# [PROVIDED RECORDS]
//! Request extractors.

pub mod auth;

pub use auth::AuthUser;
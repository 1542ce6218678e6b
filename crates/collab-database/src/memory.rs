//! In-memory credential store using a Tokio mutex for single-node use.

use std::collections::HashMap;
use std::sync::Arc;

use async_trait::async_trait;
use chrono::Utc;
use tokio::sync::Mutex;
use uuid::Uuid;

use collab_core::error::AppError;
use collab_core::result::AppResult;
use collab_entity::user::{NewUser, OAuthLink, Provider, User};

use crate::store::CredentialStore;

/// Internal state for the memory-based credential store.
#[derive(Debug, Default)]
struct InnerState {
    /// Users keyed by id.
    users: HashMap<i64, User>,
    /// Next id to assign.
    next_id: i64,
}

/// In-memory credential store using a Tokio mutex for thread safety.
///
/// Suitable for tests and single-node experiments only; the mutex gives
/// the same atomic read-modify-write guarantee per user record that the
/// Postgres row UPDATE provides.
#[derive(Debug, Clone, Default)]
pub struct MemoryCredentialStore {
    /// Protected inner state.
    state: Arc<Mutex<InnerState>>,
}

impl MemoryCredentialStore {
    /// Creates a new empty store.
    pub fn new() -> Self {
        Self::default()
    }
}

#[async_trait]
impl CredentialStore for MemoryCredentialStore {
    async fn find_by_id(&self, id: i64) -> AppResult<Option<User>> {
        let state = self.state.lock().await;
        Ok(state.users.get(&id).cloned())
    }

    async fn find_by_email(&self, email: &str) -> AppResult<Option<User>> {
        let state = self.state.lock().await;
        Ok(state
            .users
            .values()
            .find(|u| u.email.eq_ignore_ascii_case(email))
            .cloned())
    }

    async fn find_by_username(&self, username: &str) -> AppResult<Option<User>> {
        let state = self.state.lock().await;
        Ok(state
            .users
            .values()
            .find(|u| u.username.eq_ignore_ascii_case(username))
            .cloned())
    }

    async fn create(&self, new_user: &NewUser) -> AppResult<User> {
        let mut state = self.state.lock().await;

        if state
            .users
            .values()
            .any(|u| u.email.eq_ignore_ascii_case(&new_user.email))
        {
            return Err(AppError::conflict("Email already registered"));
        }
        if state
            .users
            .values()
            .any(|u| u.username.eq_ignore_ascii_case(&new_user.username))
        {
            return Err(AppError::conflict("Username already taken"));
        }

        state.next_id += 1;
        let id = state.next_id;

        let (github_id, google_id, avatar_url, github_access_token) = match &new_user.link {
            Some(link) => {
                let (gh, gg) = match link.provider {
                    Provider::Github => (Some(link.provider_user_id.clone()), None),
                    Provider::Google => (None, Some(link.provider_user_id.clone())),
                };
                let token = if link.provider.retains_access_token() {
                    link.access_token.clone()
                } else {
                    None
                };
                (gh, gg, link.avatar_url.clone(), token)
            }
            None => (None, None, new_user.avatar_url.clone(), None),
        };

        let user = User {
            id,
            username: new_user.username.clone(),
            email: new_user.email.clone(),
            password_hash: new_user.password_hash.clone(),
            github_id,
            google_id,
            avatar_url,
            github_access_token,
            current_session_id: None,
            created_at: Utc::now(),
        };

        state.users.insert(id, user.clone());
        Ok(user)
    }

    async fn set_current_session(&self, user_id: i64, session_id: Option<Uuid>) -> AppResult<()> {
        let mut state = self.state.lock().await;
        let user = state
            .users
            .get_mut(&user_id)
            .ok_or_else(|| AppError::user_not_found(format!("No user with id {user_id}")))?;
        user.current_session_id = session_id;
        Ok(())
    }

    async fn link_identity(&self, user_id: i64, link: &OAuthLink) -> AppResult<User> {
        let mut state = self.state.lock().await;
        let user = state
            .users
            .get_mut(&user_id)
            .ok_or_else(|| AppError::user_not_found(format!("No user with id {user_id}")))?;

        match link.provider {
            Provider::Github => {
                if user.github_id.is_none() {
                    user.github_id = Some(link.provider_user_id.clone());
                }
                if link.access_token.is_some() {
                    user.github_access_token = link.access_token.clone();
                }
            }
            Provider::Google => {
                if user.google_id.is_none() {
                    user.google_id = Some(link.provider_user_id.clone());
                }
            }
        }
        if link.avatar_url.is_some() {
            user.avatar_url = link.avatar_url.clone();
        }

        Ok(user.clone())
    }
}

==

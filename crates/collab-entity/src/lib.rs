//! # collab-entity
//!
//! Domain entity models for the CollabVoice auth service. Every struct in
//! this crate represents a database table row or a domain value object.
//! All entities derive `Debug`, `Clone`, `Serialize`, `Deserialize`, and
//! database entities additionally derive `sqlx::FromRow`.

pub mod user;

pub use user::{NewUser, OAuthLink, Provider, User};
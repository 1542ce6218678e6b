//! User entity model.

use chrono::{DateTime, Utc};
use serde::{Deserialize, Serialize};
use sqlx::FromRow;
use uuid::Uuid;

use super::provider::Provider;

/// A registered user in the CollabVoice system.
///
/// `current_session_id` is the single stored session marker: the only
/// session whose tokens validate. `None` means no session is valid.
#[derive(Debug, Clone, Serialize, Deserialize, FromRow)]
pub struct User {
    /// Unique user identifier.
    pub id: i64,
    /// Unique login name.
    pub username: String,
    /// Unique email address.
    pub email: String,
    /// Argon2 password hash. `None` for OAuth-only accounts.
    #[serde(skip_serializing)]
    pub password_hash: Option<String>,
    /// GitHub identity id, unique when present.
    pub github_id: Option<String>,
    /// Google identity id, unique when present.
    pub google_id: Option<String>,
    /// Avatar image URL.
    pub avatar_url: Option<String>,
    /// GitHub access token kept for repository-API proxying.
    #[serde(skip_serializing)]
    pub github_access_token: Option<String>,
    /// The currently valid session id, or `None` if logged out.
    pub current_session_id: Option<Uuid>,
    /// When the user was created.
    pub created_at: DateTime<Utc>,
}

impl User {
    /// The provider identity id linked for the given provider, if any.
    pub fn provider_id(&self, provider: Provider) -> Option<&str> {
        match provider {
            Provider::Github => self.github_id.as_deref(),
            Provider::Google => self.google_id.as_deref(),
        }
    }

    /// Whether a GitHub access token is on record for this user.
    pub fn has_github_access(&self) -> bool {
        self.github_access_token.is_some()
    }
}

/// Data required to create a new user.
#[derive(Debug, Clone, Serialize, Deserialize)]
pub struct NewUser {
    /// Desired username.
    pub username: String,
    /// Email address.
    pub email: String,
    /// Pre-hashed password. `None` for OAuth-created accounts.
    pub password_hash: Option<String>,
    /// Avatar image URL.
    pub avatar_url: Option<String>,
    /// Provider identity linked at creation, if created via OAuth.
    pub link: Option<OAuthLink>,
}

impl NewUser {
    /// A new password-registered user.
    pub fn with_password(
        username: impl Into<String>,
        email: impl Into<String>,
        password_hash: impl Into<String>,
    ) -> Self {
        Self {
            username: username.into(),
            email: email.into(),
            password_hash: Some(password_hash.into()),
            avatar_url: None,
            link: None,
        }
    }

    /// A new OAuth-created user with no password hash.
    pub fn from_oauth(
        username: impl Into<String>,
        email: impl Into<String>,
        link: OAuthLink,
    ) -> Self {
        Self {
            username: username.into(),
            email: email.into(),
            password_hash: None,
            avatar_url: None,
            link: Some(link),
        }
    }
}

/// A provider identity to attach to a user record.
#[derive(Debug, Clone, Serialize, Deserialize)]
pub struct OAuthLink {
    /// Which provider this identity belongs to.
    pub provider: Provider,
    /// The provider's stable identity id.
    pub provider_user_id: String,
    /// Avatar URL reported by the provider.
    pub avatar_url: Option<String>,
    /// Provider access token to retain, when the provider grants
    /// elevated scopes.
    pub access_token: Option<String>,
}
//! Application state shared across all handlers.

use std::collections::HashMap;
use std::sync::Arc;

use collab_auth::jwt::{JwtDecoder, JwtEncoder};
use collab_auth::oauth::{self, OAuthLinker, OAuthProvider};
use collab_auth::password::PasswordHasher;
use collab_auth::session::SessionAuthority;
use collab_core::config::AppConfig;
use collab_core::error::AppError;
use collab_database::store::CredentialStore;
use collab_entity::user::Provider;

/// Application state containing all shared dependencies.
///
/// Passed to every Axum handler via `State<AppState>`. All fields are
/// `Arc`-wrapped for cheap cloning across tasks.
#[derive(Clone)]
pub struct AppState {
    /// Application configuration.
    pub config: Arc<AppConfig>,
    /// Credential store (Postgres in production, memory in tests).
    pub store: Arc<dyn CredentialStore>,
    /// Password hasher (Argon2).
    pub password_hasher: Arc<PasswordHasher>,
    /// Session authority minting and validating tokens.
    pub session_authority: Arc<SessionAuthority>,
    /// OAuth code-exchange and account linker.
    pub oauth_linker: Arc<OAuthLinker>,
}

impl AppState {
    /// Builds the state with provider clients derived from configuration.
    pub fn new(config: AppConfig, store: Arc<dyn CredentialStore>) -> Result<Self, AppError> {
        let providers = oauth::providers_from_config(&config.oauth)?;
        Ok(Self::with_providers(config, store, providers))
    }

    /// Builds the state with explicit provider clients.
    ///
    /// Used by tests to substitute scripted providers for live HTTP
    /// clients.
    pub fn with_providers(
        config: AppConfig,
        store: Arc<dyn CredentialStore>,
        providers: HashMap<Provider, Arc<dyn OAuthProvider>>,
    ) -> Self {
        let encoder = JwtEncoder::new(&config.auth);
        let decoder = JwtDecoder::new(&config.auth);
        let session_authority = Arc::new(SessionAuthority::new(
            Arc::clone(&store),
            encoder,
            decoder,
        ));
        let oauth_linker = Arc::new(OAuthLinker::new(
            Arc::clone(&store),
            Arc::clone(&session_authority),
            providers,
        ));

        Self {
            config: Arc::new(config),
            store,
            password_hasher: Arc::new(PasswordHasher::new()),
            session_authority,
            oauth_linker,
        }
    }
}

# [WHAT THE EXERCISE ASKS]
Check each line of the entries for the string "linked". Copy the lines that have it.

# [TASK SOLUTION]
    /// The provider identity id linked for the given provider, if any.
    /// Provider identity linked at creation, if created via OAuth.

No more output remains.